I had my life threatened with poisonous snakes. He kept rattlesnakes and copperheads as pets. After one night where he thought I was being not attentive enough I was told "Don't be surprised if you wake up with one of those next to you in bed" 
After I found out I was pregnant it became much more metal abuse with small physical, the nipple twisting, flicking, broke a key across my arm, things like that but the mental was way worse. My self esteem was torn to pieces.
After my daughter was born it started to head back to more intense abuse again. It is then I had finally had enough. I asked myself: do you want your daughter growing up seeing this and thinking this is how someone who loves you, treats you? That it is ok to allow some to degrade you and hit you and spit on you? No. It isn't. that isn't love that is control and it was time for me to take it all back. I was in the kitchen putting dishes away, he once again twisted my nipples and I asked him to stop, he did it again harder this time where I actually bled. I pushed him. I pushed with so much force that he flew across the kitchen and into the laundry room and the door came off the hinges.  He came at me with a closed fist, I grabbed a knife and said" do it, it will be the last time you ever hit anyone again" As I said I was done. I was ready to take my life back. I was ready to find me again. I left
I moved back home with my parents and started raising my daughter. I never spoke an ill word about her father in front of her. I knew in time she would find out all on her own. He would do it to himself. I didn't need to. True to what I thought he did. That is a whole different blog. lol
After I moved back home I had to find myself again. I had to figure out who I was. I wasn't me for so long I didn't know how to find out. I looked really hard inside of myself. I decided I would be great as a hair designer. I went right away and signed up for school. I graduated and started working in a salon. after working in a salon for over 10 years I decided I wanted to try something else. So I started college. I was a single parent, I worked 30 - 40 hours a week and took a full academic load. I am proud to say I graduated college with a bachelors degree. I did that. No one did that for me. I survived much more than this but this is one that when i watch a movie or show that has a woman being abused I break down in tears. I don't need to watch it I survived it. There is much more to the story but that would be pages and pages long.
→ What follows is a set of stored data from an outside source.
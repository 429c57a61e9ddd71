use shared::domain::RoomId;
use thiserror::Error;

#[derive(Debug, Error)]
pub enum SyncError {
    #[error("room {0} is not open")]
    RoomNotOpen(RoomId),
    /// The optimistic copy stays in the room sequence; a retry will show twice.
    #[error("failed to publish message to room {room_id}: {source}")]
    Publish {
        room_id: RoomId,
        source: anyhow::Error,
    },
    #[error("failed to leave room {room_id}: {source}")]
    Leave {
        room_id: RoomId,
        source: anyhow::Error,
    },
    #[error("failed to download {storage_name}: {source}")]
    Download {
        storage_name: String,
        source: anyhow::Error,
    },
    #[error("invalid configuration: {0}")]
    InvalidConfig(String),
}

#[derive(Debug, Clone, Copy, PartialEq, Eq)]
pub enum TransferStage {
    Upload,
    Publish,
}

/// One file of a batch that did not make it into the transcript.
#[derive(Debug, Clone, PartialEq, Eq)]
pub struct TransferFailure {
    pub index: usize,
    pub file_name: String,
    pub stage: TransferStage,
    pub reason: String,
}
I wanted to everyone to know that you can survive. You have to make sure that you find the value in yourself. You have to say enough is enough. You have to fight for you. Only you can. So easy it would be to lay down and just give up. So easy it would be to put our responsibilities on someone else. give me give me give me. I don't want to work for it. guess what, in order to survive anything you have to learn to you. You are the only one you can count on ultimately for your survival. If you can't find reason to survive for yourself then look around and find someone who may depend on you for their survival.

We all are fighters and survivors. We all have our stories long or short, happy or sad, One thing we all have in common is we are all survivors.